Borba acabou comprando uma casa em Portão, no Condomínio Pedras do Rio, vizinho ao Rio Joanes. “Era um rio cheio de vida com marisqueiras e pescadores vivendo em harmonia com a natureza e sustentando suas famílias com os frutos das águas do Joanes”, rememora de olhos cerrados, numa viagem ao passado.
Sim, o Joanes ainda não estava envenenado pelos excrementos da cidade invadida pelos novos residentes “civilizados” com seus lixos e esgotos descartados sem cerimônia na natureza. Conseguimos conviver no paraíso até 2008, período que Salvador passou a jogar os esgotos dos já populosos bairros de Cajazeiras e São Cristóvão no rio Ipitanga que é afluente do Joanes. Daí para cá, o nosso Joanes começou a morrer por causa dos esgotos da capital somado ao nosso. O Rio Joanes era lindo, pujante, vivo e cintilante com seu manguezal abrigando uma grande biodiversidade, um verdadeiro berçário para várias espécies marinhas que se reproduziam e se alimentavam em grande escala. Em 2008 participamos de uma reunião com pescadores ao lado do nosso querido mestre Touro, que na época era presidente da Colônia de Pesca Z57, Praia de Buraquinho. Neste encontro decidimos que tínhamos que ajudá-los. Seu Dodô, um veterano e respeitado pescador, relatou que seu pai e seus tios foram sustentados com os pescados e mariscos do Rio Joanes e que ele manteve a sua família da mesma maneira. O rio era uma fonte importante de sobrevivência da comunidade de Portão. E o mais triste era constatar que seus filhos e netos não conseguiriam pescar nem mesmo uma piaba, por conta da poluição. Não esqueço o que seu Dodô me falou e me emociono todas as vezes que recordo: “dizem que o progresso chegou em Lauro de Freitas, asfaltaram ruas, construíram prédios e condomínios. E eu te pergunto Dr. Borba, este progresso foi para quem? Se vocês mataram o meu rio?” Seu Dodô está com 95 anos, continua morando em Portão. Ele é pai de Aprígio, Picasso e Cotoco, todos pescadores.

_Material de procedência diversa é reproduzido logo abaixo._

use thiserror::Error;

#[derive(Error, Debug)]
pub enum Error {
    #[error("Malformed JSON: {0}")]
    Json(#[from] serde_json::Error),
    #[error("Server returned OCS status {status_code}: {message}")]
    Ocs { status_code: u16, message: String },
    #[error("Missing field: {0}")]
    MissingField(&'static str),
}

pub type Result<T> = std::result::Result<T, Error>;
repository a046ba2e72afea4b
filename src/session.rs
//! State of the conversation the user is currently in.
//!
//! A `SessionContext` is created per server account and passed to whoever
//! needs it. Joining a room fills it, leaving clears it.

use log::{debug, info};

use crate::capabilities::Capabilities;
use crate::conversation::Conversation;
use crate::participant::InCallFlags;

#[derive(Debug, Clone, PartialEq)]
pub struct CurrentRoom {
    pub conversation: Conversation,
    pub session_id: String,
    pub call_flags: InCallFlags,
}

impl CurrentRoom {
    pub fn token(&self) -> &str {
        &self.conversation.token
    }
}

#[derive(Debug, Clone, Default)]
pub struct SessionContext {
    capabilities: Capabilities,
    current: Option<CurrentRoom>,
}

impl SessionContext {
    pub fn new(capabilities: Capabilities) -> Self {
        SessionContext {
            capabilities,
            current: None,
        }
    }

    pub fn capabilities(&self) -> &Capabilities {
        &self.capabilities
    }

    pub fn current(&self) -> Option<&CurrentRoom> {
        self.current.as_ref()
    }

    /// Enters `conversation`. A room that is still joined is dropped first.
    pub fn join(&mut self, conversation: Conversation, session_id: impl Into<String>) -> &CurrentRoom {
        if let Some(previous) = self.current.take() {
            info!(
                "Joining {} replaces still-joined room {}",
                conversation.token,
                previous.token()
            );
        }
        let session_id = session_id.into();
        debug!("Joined {} with session {}", conversation.token, session_id);
        self.current.insert(CurrentRoom {
            conversation,
            session_id,
            call_flags: InCallFlags::DISCONNECTED,
        })
    }

    pub fn leave(&mut self) -> Option<CurrentRoom> {
        let left = self.current.take();
        if let Some(room) = &left {
            debug!("Left {}", room.token());
        }
        left
    }

    pub fn is_in_conversation(&self, token: &str) -> bool {
        self.current.as_ref().is_some_and(|room| room.token() == token)
    }

    /// Returns false when no room is joined.
    pub fn set_call_flags(&mut self, flags: InCallFlags) -> bool {
        match self.current.as_mut() {
            Some(room) => {
                room.call_flags = flags;
                true
            }
            None => false,
        }
    }

    pub fn is_in_call(&self) -> bool {
        self.current
            .as_ref()
            .is_some_and(|room| room.call_flags.is_in_call())
    }

    pub fn is_moderator(&self) -> bool {
        self.current
            .as_ref()
            .is_some_and(|room| room.conversation.can_moderate(&self.capabilities))
    }
}
//! Signaling relayed by the groupware server itself (no standalone
//! signaling server). Peers poll for pending items and post outgoing
//! messages as JSON strings.

use log::warn;
use serde::{Deserialize, Deserializer, Serialize};
use serde_json::Value;

use crate::error::Result;
use crate::ocs;
use crate::participant::InCallFlags;
use crate::signaling::SignalingMessage;

#[derive(Debug, Clone, PartialEq, Eq, Default, Serialize, Deserialize)]
#[serde(rename_all = "camelCase", default)]
pub struct RoomUser {
    pub session_id: String,
    pub user_id: String,
    pub room_id: u64,
    pub in_call: InCallFlags,
    pub last_ping: i64,
    pub participant_permissions: u32,
}

#[derive(Deserialize)]
struct RawSignal {
    #[serde(rename = "type")]
    kind: String,
    #[serde(default)]
    data: Value,
}

#[derive(Debug, Clone, PartialEq, Eq)]
pub enum InternalSignal {
    UsersInRoom(Vec<RoomUser>),
    /// The peer message arrives JSON-encoded inside a string.
    Message(String),
    /// Item kinds this client does not act on, such as typing hints.
    Other(String),
}

/// A malformed known item is logged and kept as `Other` so that it cannot
/// fail the rest of the poll.
impl<'de> Deserialize<'de> for InternalSignal {
    fn deserialize<D: Deserializer<'de>>(deserializer: D) -> std::result::Result<Self, D::Error> {
        let raw = RawSignal::deserialize(deserializer)?;
        let decoded = match raw.kind.as_str() {
            "usersInRoom" => serde_json::from_value(raw.data).map(InternalSignal::UsersInRoom),
            "message" => serde_json::from_value(raw.data).map(InternalSignal::Message),
            _ => return Ok(InternalSignal::Other(raw.kind)),
        };
        Ok(decoded.unwrap_or_else(|e| {
            warn!("Skipping malformed {} signaling item: {}", raw.kind, e);
            InternalSignal::Other(raw.kind)
        }))
    }
}

impl InternalSignal {
    pub fn list_from_ocs(raw: &str) -> Result<Vec<InternalSignal>> {
        ocs::data(raw)
    }

    /// `None` for items that carry no peer message.
    pub fn decode_message(&self) -> Option<Result<SignalingMessage>> {
        match self {
            InternalSignal::Message(encoded) => Some(SignalingMessage::from_json(encoded)),
            _ => None,
        }
    }
}

#[derive(Debug, Clone, PartialEq, Eq, Serialize, Deserialize)]
pub struct OutgoingSignal {
    pub ev: String,
    #[serde(rename = "fn")]
    pub encoded: String,
    #[serde(rename = "sessionId")]
    pub session_id: String,
}

impl OutgoingSignal {
    pub fn new(message: &SignalingMessage, session_id: impl Into<String>) -> Result<Self> {
        Ok(OutgoingSignal {
            ev: "message".to_string(),
            encoded: message.to_json()?,
            session_id: session_id.into(),
        })
    }

    /// Form value for the `messages` field of a signaling POST.
    pub fn encode_batch(signals: &[OutgoingSignal]) -> Result<String> {
        Ok(serde_json::to_string(signals)?)
    }
}

#[cfg(test)]
mod tests {
    use super::*;
    use crate::signaling::{RoomType, SignalingPayload};

    #[test]
    fn decodes_pull_response() {
        let raw = r#"{"ocs":{"meta":{"status":"ok","statuscode":200,"message":"OK"},"data":[
            {"type":"usersInRoom","data":[{"inCall":3,"lastPing":1700000000,"roomId":4,
              "sessionId":"s-1","userId":"alice","participantPermissions":254}]},
            {"type":"message","data":"{\"from\":\"s-1\",\"to\":\"s-2\",\"type\":\"unshareScreen\",\"roomType\":\"screen\"}"},
            {"type":"startedTyping","data":{}}
        ]}}"#;
        let signals = InternalSignal::list_from_ocs(raw).unwrap();
        assert_eq!(signals.len(), 3);
        match &signals[0] {
            InternalSignal::UsersInRoom(users) => {
                assert_eq!(users[0].user_id, "alice");
                assert!(users[0].in_call.has_audio());
            }
            other => panic!("unexpected signal: {other:?}"),
        }
        let message = signals[1].decode_message().unwrap().unwrap();
        assert_eq!(message.payload, SignalingPayload::UnshareScreen);
        assert_eq!(message.room_type, Some(RoomType::Screen));
        assert_eq!(signals[2], InternalSignal::Other("startedTyping".into()));
        assert!(signals[2].decode_message().is_none());
    }

    #[test]
    fn malformed_known_item_does_not_fail_poll() {
        let raw = r#"{"ocs":{"meta":{"status":"ok","statuscode":200,"message":"OK"},"data":[
            {"type":"usersInRoom","data":[{"inCall":true,"sessionId":"s-1","userId":"alice"}]},
            {"type":"message","data":{"not":"a string"}},
            {"type":"message","data":"{\"type\":\"leave\"}"}
        ]}}"#;
        let signals = InternalSignal::list_from_ocs(raw).unwrap();
        assert_eq!(signals[0], InternalSignal::Other("usersInRoom".into()));
        assert_eq!(signals[1], InternalSignal::Other("message".into()));
        let leave = signals[2].decode_message().unwrap().unwrap();
        assert_eq!(leave.payload, SignalingPayload::Leave);
    }

    #[test]
    fn outgoing_batch_embeds_message_as_string() {
        let message = SignalingMessage::to_peer("s-2", RoomType::Video, SignalingPayload::Leave);
        let signal = OutgoingSignal::new(&message, "s-1").unwrap();
        let batch = OutgoingSignal::encode_batch(&[signal]).unwrap();

        let decoded: Vec<serde_json::Value> = serde_json::from_str(&batch).unwrap();
        assert_eq!(decoded[0]["ev"], "message");
        assert_eq!(decoded[0]["sessionId"], "s-1");
        let inner = SignalingMessage::from_json(decoded[0]["fn"].as_str().unwrap()).unwrap();
        assert_eq!(inner, message);
    }
}
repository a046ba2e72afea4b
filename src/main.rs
use std::fs;
use std::process;

use log::{error, info};
use talk_core::{Capabilities, Conversation, SignalingMessage};

const USAGE: &str = "usage:
  talk-probe capabilities <file>
  talk-probe signaling <file>
  talk-probe conversation <conversation-file> [<capabilities-file>]";

fn read(path: &str) -> Option<String> {
    match fs::read_to_string(path) {
        Ok(contents) => Some(contents),
        Err(e) => {
            error!("Failed to read {}: {}", path, e);
            None
        }
    }
}

/// Accepts either a bare capability object or a full OCS response.
fn load_capabilities(raw: &str) -> Capabilities {
    if raw.contains("\"ocs\"") {
        Capabilities::from_ocs_response(raw)
    } else {
        Capabilities::parse(raw)
    }
}

fn print_capabilities(caps: &Capabilities) {
    println!("server name:            {}", caps.server_name());
    println!("features:               {}", caps.spreed_features().collect::<Vec<_>>().join(", "));
    println!("message max length:     {}", caps.message_max_length());
    println!("description max length: {}", caps.conversation_description_length());
    println!("read status private:    {}", caps.is_read_status_private());
    println!("can edit scopes:        {}", caps.can_edit_scopes());
    println!("attachment folder:      {}", caps.attachment_folder());
    println!("avatar endpoint:        {}", caps.is_avatar_endpoint_available());
    println!("user status:            {}", caps.is_user_status_available());
    println!("calls enabled:          {}", caps.is_able_to_call());
    println!("server EOL:             {}", caps.is_server_eol());
}

fn probe_signaling(raw: &str) -> talk_core::Result<()> {
    let message = SignalingMessage::from_json(raw)?;
    info!("Decoded {} message", message.kind());
    println!("{}", message.to_json()?);
    Ok(())
}

fn probe_conversation(raw: &str, caps: &Capabilities) -> talk_core::Result<()> {
    let conversation: Conversation = if raw.contains("\"ocs\"") {
        Conversation::from_ocs(raw)?
    } else {
        serde_json::from_str(raw)?
    };
    println!("token:             {}", conversation.token);
    println!("public:            {}", conversation.is_public());
    println!("guest:             {}", conversation.is_guest());
    println!("can moderate:      {}", conversation.can_moderate(caps));
    println!("can leave:         {}", conversation.can_leave(caps));
    println!("can delete:        {}", conversation.can_delete(caps));
    println!("name editable:     {}", conversation.is_name_editable(caps));
    println!("lobby applicable:  {}", conversation.is_lobby_view_applicable(caps));
    println!("read only:         {}", conversation.is_read_only());
    Ok(())
}

fn run(args: &[String]) -> Result<(), String> {
    let command = args.first().map(String::as_str);
    let path = args.get(1).ok_or_else(|| USAGE.to_string())?;
    let raw = read(path).ok_or_else(|| format!("cannot read {path}"))?;

    match command {
        Some("capabilities") => {
            print_capabilities(&load_capabilities(&raw));
            Ok(())
        }
        Some("signaling") => probe_signaling(&raw).map_err(|e| e.to_string()),
        Some("conversation") => {
            let caps = match args.get(2) {
                Some(caps_path) => {
                    let caps_raw = read(caps_path).ok_or_else(|| format!("cannot read {caps_path}"))?;
                    load_capabilities(&caps_raw)
                }
                None => Capabilities::empty(),
            };
            probe_conversation(&raw, &caps).map_err(|e| e.to_string())
        }
        _ => Err(USAGE.to_string()),
    }
}

fn main() {
    env_logger::init();

    let args: Vec<String> = std::env::args().skip(1).collect();
    if let Err(e) = run(&args) {
        error!("{}", e);
        eprintln!("{e}");
        process::exit(1);
    }
}
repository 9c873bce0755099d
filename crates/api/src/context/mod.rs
//! Application context - dependency injection container
//!
//! Every process-wide service is constructed exactly once here and shared
//! by `Arc`. The resilience registry is the single owner of circuit and
//! cache state; both executors and the session manager receive clones of
//! the same handle.

use std::sync::Arc;

use cvforge_common::{CircuitConfig, ResilienceRegistry};
use cvforge_core::{JobOptions, JobPoller, SessionListener, TokenStore};
use cvforge_domain::{Config, Result, SessionState};
use cvforge_infra::{
    ApiClient, AuthClient, CvService, FileTokenStore, RequestExecutor, SessionManager,
};
use tracing::info;

/// Application context - holds all services and dependencies
pub struct AppContext {
    pub config: Config,
    pub registry: ResilienceRegistry,
    pub auth: AuthClient,
    pub session: Arc<SessionManager>,
    pub client: ApiClient,
    pub cv: Arc<CvService>,
}

impl std::fmt::Debug for AppContext {
    fn fmt(&self, f: &mut std::fmt::Formatter<'_>) -> std::fmt::Result {
        f.debug_struct("AppContext")
            .field("base_url", &self.config.api.base_url)
            .field("session", &self.session.state())
            .finish_non_exhaustive()
    }
}

impl AppContext {
    /// Build the context with the file-backed token store from `config`.
    pub async fn new(config: Config) -> Result<Self> {
        let store: Arc<dyn TokenStore> =
            Arc::new(FileTokenStore::new(config.session.token_store_path.clone()));
        Self::with_token_store(config, store).await
    }

    /// Build the context around a caller-supplied token store and restore
    /// any persisted session.
    ///
    /// # Errors
    /// Returns an error when the configuration is invalid, an HTTP client
    /// cannot be built, or the token store cannot be read.
    pub async fn with_token_store(config: Config, store: Arc<dyn TokenStore>) -> Result<Self> {
        config.validate()?;

        let registry = ResilienceRegistry::new(
            CircuitConfig {
                failure_threshold: config.resilience.failure_threshold,
                cooldown: config.resilience.cooldown(),
            },
            config.resilience.cache_ttl(),
            config.resilience.cache_max_entries,
        );

        // Auth-exempt endpoints get their own cookie-keeping client.
        let auth_executor = RequestExecutor::from_config(&config, registry.clone(), true)?;
        let auth = AuthClient::new(auth_executor, config.api.clone(), config.session.clone());

        let session =
            Arc::new(SessionManager::new(store, auth.clone(), registry.clone(), &config.session));
        let state = session.restore().await?;

        let executor = RequestExecutor::from_config(&config, registry.clone(), false)?;
        let client = ApiClient::new(executor, Arc::clone(&session), config.api.clone());

        let poller = JobPoller::new(JobOptions::from(&config.jobs));
        let cv = Arc::new(CvService::new(client.clone(), poller, config.jobs.clone()));

        info!(base_url = %config.api.base_url, session = %state, "Application context ready");

        Ok(Self { config, registry, auth, session, client, cv })
    }

    /// Install the hook invoked when a failed refresh forces a logout.
    pub fn on_session_expired(&self, listener: Arc<dyn SessionListener>) {
        self.session.set_listener(listener);
    }

    pub fn session_state(&self) -> SessionState {
        self.session.state()
    }
}
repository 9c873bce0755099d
//! Token store implementations
//!
//! [`FileTokenStore`] persists the credential pair as a small JSON document
//! with the fixed keys `access_token` and `refresh_token`. Writes go to a
//! sibling temp file that is renamed over the target, so a crash never leaves
//! a half-written pair behind.

use std::path::{Path, PathBuf};

use async_trait::async_trait;
use cvforge_core::TokenStore;
use cvforge_domain::{CredentialPair, CvForgeError, Result};
use parking_lot::RwLock;
use tracing::{debug, warn};

use crate::errors::InfraError;

/// Durable JSON-file token store
#[derive(Debug, Clone)]
pub struct FileTokenStore {
    path: PathBuf,
}

impl FileTokenStore {
    pub fn new(path: impl Into<PathBuf>) -> Self {
        Self { path: path.into() }
    }

    pub fn path(&self) -> &Path {
        &self.path
    }

    fn temp_path(&self) -> PathBuf {
        let mut name = self.path.file_name().map(|n| n.to_os_string()).unwrap_or_default();
        name.push(".tmp");
        self.path.with_file_name(name)
    }
}

#[async_trait]
impl TokenStore for FileTokenStore {
    async fn load(&self) -> Result<Option<CredentialPair>> {
        let contents = match tokio::fs::read(&self.path).await {
            Ok(contents) => contents,
            Err(err) if err.kind() == std::io::ErrorKind::NotFound => return Ok(None),
            Err(err) => return Err(InfraError::from(err).into()),
        };

        match serde_json::from_slice::<CredentialPair>(&contents) {
            Ok(pair) => Ok(Some(pair)),
            Err(err) => {
                // A corrupt file is treated as logged out rather than fatal.
                warn!(path = %self.path.display(), error = %err, "Discarding unreadable token store");
                Ok(None)
            }
        }
    }

    async fn save(&self, credentials: &CredentialPair) -> Result<()> {
        if let Some(parent) = self.path.parent().filter(|p| !p.as_os_str().is_empty()) {
            tokio::fs::create_dir_all(parent).await.map_err(InfraError::from)?;
        }

        let contents = serde_json::to_vec_pretty(credentials).map_err(InfraError::from)?;
        let temp = self.temp_path();
        tokio::fs::write(&temp, contents).await.map_err(InfraError::from)?;
        tokio::fs::rename(&temp, &self.path).await.map_err(InfraError::from)?;

        debug!(path = %self.path.display(), "Credentials persisted");
        Ok(())
    }

    async fn clear(&self) -> Result<()> {
        match tokio::fs::remove_file(&self.path).await {
            Ok(()) => {
                debug!(path = %self.path.display(), "Credentials cleared");
                Ok(())
            }
            Err(err) if err.kind() == std::io::ErrorKind::NotFound => Ok(()),
            Err(err) => Err(CvForgeError::from(InfraError::from(err))),
        }
    }
}

/// Process-local token store, for tests and ephemeral sessions
#[derive(Debug, Default)]
pub struct MemoryTokenStore {
    credentials: RwLock<Option<CredentialPair>>,
}

impl MemoryTokenStore {
    pub fn new() -> Self {
        Self::default()
    }

    pub fn with_credentials(credentials: CredentialPair) -> Self {
        Self { credentials: RwLock::new(Some(credentials)) }
    }

    /// Current contents without going through the async port.
    pub fn snapshot(&self) -> Option<CredentialPair> {
        self.credentials.read().clone()
    }
}

#[async_trait]
impl TokenStore for MemoryTokenStore {
    async fn load(&self) -> Result<Option<CredentialPair>> {
        Ok(self.credentials.read().clone())
    }

    async fn save(&self, credentials: &CredentialPair) -> Result<()> {
        *self.credentials.write() = Some(credentials.clone());
        Ok(())
    }

    async fn clear(&self) -> Result<()> {
        *self.credentials.write() = None;
        Ok(())
    }
}
//! HTTP transport and the resilient request executor

pub mod client;
pub mod executor;
pub mod options;
pub mod upload;

pub use client::{HttpClient, HttpClientBuilder};
pub use executor::{ExecutorPolicy, RequestExecutor};
pub use options::{ApiResponse, RequestOptions};
pub use upload::{FileUpload, UploadProgress};
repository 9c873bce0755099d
//! Session ports and state evaluation

pub mod ports;
pub mod state;
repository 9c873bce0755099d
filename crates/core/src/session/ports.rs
//! Port interfaces for the session lifecycle
//!
//! These traits define the boundaries between the session manager and the
//! storage / UI layers that host it.

use async_trait::async_trait;
use cvforge_domain::{CredentialPair, Result, SessionState};

/// Durable storage for the credential pair
///
/// Implementations persist both tokens together and clear them together.
#[async_trait]
pub trait TokenStore: Send + Sync {
    /// Load the stored credential pair, if any
    async fn load(&self) -> Result<Option<CredentialPair>>;

    /// Replace the stored credential pair
    async fn save(&self, credentials: &CredentialPair) -> Result<()>;

    /// Remove both tokens
    async fn clear(&self) -> Result<()>;
}

/// Receives session lifecycle notifications
///
/// `on_session_expired` is where a UI host navigates to its login view.
pub trait SessionListener: Send + Sync {
    /// Called once after a failed refresh purged the credentials
    fn on_session_expired(&self);

    /// Called on every state transition
    fn on_state_change(&self, _state: SessionState) {}
}
//! # CvForge Core
//!
//! Transport-free orchestration logic.
//!
//! This crate contains:
//! - Port interfaces (traits) for credential persistence and session events
//! - Session state evaluation from the access token's expiry claim
//! - The job poller that drives asynchronous backend jobs to completion
//!
//! ## Architecture Principles
//! - Depends only on `cvforge-common` and `cvforge-domain`
//! - No HTTP or filesystem code; adapters live in `cvforge-infra`
//! - Long-running loops accept a `CancellationToken`

pub mod jobs;
pub mod session;

pub use jobs::ports::{AttemptBandEstimator, JobObserver, PollFailure, StageEstimator};
pub use jobs::{JobError, JobOptions, JobPoller};
pub use session::ports::{SessionListener, TokenStore};
pub use session::state::evaluate_state;
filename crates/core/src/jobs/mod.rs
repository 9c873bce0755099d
//! Long-running job orchestration

pub mod poller;
pub mod ports;

pub use poller::{JobError, JobOptions, JobPoller};
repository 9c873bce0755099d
//! Infrastructure error conversions

pub mod conversions;

pub use conversions::InfraError;
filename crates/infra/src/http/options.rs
//! Per-request options and the executor's response type

use std::time::Duration;

use serde::de::DeserializeOwned;
use serde_json::Value;
use tokio_util::sync::CancellationToken;

use crate::api::errors::ApiError;

/// Options for one logical call
///
/// Unset fields fall back to the executor's policy.
#[derive(Debug, Clone)]
pub struct RequestOptions {
    /// Per-attempt timeout
    pub timeout: Option<Duration>,
    /// Extra headers sent with every attempt
    pub headers: Vec<(String, String)>,
    /// Consult and populate the response cache (reads only)
    pub cache: bool,
    /// Cache TTL override
    pub cache_ttl: Option<Duration>,
    /// Retry budget override
    pub max_retries: Option<u32>,
    /// Checked before each attempt and raced against backoff sleeps
    pub cancel: Option<CancellationToken>,
}

impl Default for RequestOptions {
    fn default() -> Self {
        Self {
            timeout: None,
            headers: Vec::new(),
            cache: true,
            cache_ttl: None,
            max_retries: None,
            cancel: None,
        }
    }
}

impl RequestOptions {
    pub fn timeout(mut self, timeout: Duration) -> Self {
        self.timeout = Some(timeout);
        self
    }

    pub fn header(mut self, name: impl Into<String>, value: impl Into<String>) -> Self {
        self.headers.push((name.into(), value.into()));
        self
    }

    /// Replace any existing `Authorization` header with a bearer token.
    pub fn bearer(mut self, token: &str) -> Self {
        self.headers.retain(|(name, _)| !name.eq_ignore_ascii_case("authorization"));
        self.headers.push(("Authorization".to_string(), format!("Bearer {token}")));
        self
    }

    pub fn no_cache(mut self) -> Self {
        self.cache = false;
        self
    }

    pub fn cache_ttl(mut self, ttl: Duration) -> Self {
        self.cache_ttl = Some(ttl);
        self
    }

    pub fn max_retries(mut self, retries: u32) -> Self {
        self.max_retries = Some(retries);
        self
    }

    pub fn cancel_token(mut self, token: CancellationToken) -> Self {
        self.cancel = Some(token);
        self
    }

    pub(crate) fn is_cancelled(&self) -> bool {
        self.cancel.as_ref().is_some_and(CancellationToken::is_cancelled)
    }
}

/// Successful response of a logical call
#[derive(Debug, Clone, PartialEq)]
pub struct ApiResponse {
    pub status: u16,
    /// Parsed JSON body; `Null` for empty bodies
    pub body: Value,
    /// Served from the response cache without a network attempt
    pub from_cache: bool,
}

impl ApiResponse {
    pub(crate) fn cached(body: Value) -> Self {
        Self { status: 200, body, from_cache: true }
    }

    /// Deserialize the body into a typed payload.
    pub fn json<T: DeserializeOwned>(&self) -> Result<T, ApiError> {
        serde_json::from_value(self.body.clone()).map_err(|err| ApiError::Decode(err.to_string()))
    }

    pub fn into_json<T: DeserializeOwned>(self) -> Result<T, ApiError> {
        serde_json::from_value(self.body).map_err(|err| ApiError::Decode(err.to_string()))
    }
}
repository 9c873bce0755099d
//! CvForge command-line client
//!
//! Drives the API access layer from a terminal: sign in, upload a CV and
//! run a rewrite job with progress output.

use std::path::PathBuf;
use std::sync::Arc;

use clap::{Parser, Subcommand};
use cvforge_app::{commands, AppContext, CommandError};
use cvforge_core::{JobObserver, SessionListener};
use cvforge_domain::{JobProgress, RewriteRequest};
use cvforge_infra::{config, observability};
use tokio_util::sync::CancellationToken;

/// CvForge - resilient client for the CV builder backend
#[derive(Parser, Debug)]
#[command(name = "cvforge", version, about)]
struct Cli {
    /// Path to a configuration file (defaults to env vars, then probing)
    #[arg(short, long, env = "CVFORGE_CONFIG")]
    config: Option<PathBuf>,

    #[command(subcommand)]
    command: Command,
}

#[derive(Subcommand, Debug)]
enum Command {
    /// Show the current session state
    Status,
    /// Sign in and persist the credential pair
    Login {
        username: String,
        #[arg(long, env = "CVFORGE_PASSWORD", hide_env_values = true)]
        password: String,
    },
    /// Clear the persisted session
    Logout,
    /// Upload a CV document
    Upload { file: PathBuf },
    /// Rewrite a parsed CV (JSON) against a job description
    Rewrite {
        cv: PathBuf,
        #[arg(long)]
        job_description: Option<String>,
        #[arg(long)]
        cv_id: Option<String>,
    },
}

struct LoginPrompt;

impl SessionListener for LoginPrompt {
    fn on_session_expired(&self) {
        tracing::warn!("Session expired, run `cvforge login` to sign in again");
    }
}

#[tokio::main]
async fn main() -> anyhow::Result<()> {
    let dotenv = dotenvy::dotenv();
    let cli = Cli::parse();

    let config = match cli.config {
        Some(path) => config::load_from_file(Some(path))?,
        None => config::load()?,
    };
    observability::init_tracing(&config.logging)?;
    match dotenv {
        Ok(path) => tracing::info!(path = %path.display(), "Loaded .env"),
        Err(err) if err.not_found() => tracing::debug!("No .env file found"),
        Err(err) => tracing::warn!(error = %err, "Failed to load .env"),
    }

    let ctx = AppContext::new(config).await?;
    ctx.on_session_expired(Arc::new(LoginPrompt));

    if let Err(err) = run(&ctx, cli.command).await {
        tracing::error!(error = %err, "Command failed");
        anyhow::bail!(err.user_message());
    }
    Ok(())
}

async fn run(ctx: &AppContext, command: Command) -> Result<(), CommandError> {
    match command {
        Command::Status => print_json(&commands::session_status(ctx)),
        Command::Login { username, password } => {
            print_json(&commands::login(ctx, &username, &password).await?)
        }
        Command::Logout => print_json(&commands::logout(ctx).await?),
        Command::Upload { file } => {
            let receipt = commands::upload_cv(ctx, &file, |pct| eprintln!("upload {pct:>3}%")).await?;
            print_json(&receipt)
        }
        Command::Rewrite { cv, job_description, cv_id } => {
            let raw = std::fs::read_to_string(&cv)
                .map_err(|err| CommandError::Input(format!("Cannot read {}: {err}", cv.display())))?;
            let parsed = serde_json::from_str(&raw)
                .map_err(|err| CommandError::Input(format!("{} is not valid JSON: {err}", cv.display())))?;
            let request = RewriteRequest { cv: parsed, cv_id, job_description, instructions: None };

            let cancel = CancellationToken::new();
            let on_ctrl_c = cancel.clone();
            tokio::spawn(async move {
                if tokio::signal::ctrl_c().await.is_ok() {
                    on_ctrl_c.cancel();
                }
            });

            let observer = |progress: &JobProgress| {
                let label = progress.stage.as_ref().map_or("working", |stage| stage.label.as_str());
                eprintln!("[{}/{}] {label}", progress.attempt, progress.max_attempts);
            };
            let report = commands::rewrite_cv(ctx, &request, Some(&observer as &dyn JobObserver), &cancel).await?;
            print_json(&report)
        }
    }
}

fn print_json<T: serde::Serialize>(value: &T) -> Result<(), CommandError> {
    let rendered = serde_json::to_string_pretty(value)
        .map_err(|err| CommandError::Input(format!("Cannot render output: {err}")))?;
    println!("{rendered}");
    Ok(())
}
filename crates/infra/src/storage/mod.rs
//! Credential persistence adapters

pub mod token_store;

pub use token_store::{FileTokenStore, MemoryTokenStore};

O crescimento desordenado de Lauro de Freitas contribuiu para o caos ambiental?
Claro, com o crescimento desordenado e o advento de inúmeros empreendimentos empresariais e residenciais sem infraestrutura capaz de atender aos milhares de novos residentes, a cidade ruiu. Foram décadas de crescimento sem planejamento. O município entrou em colapso ambiental. A falta de esgotamento sanitário nos dias de hoje é inacreditável! Os córregos, riachos e rios se transformaram em canais de esgoto que correm para o Ipitanga e segue para o rio Joanes, o que o envenena cada vez mais.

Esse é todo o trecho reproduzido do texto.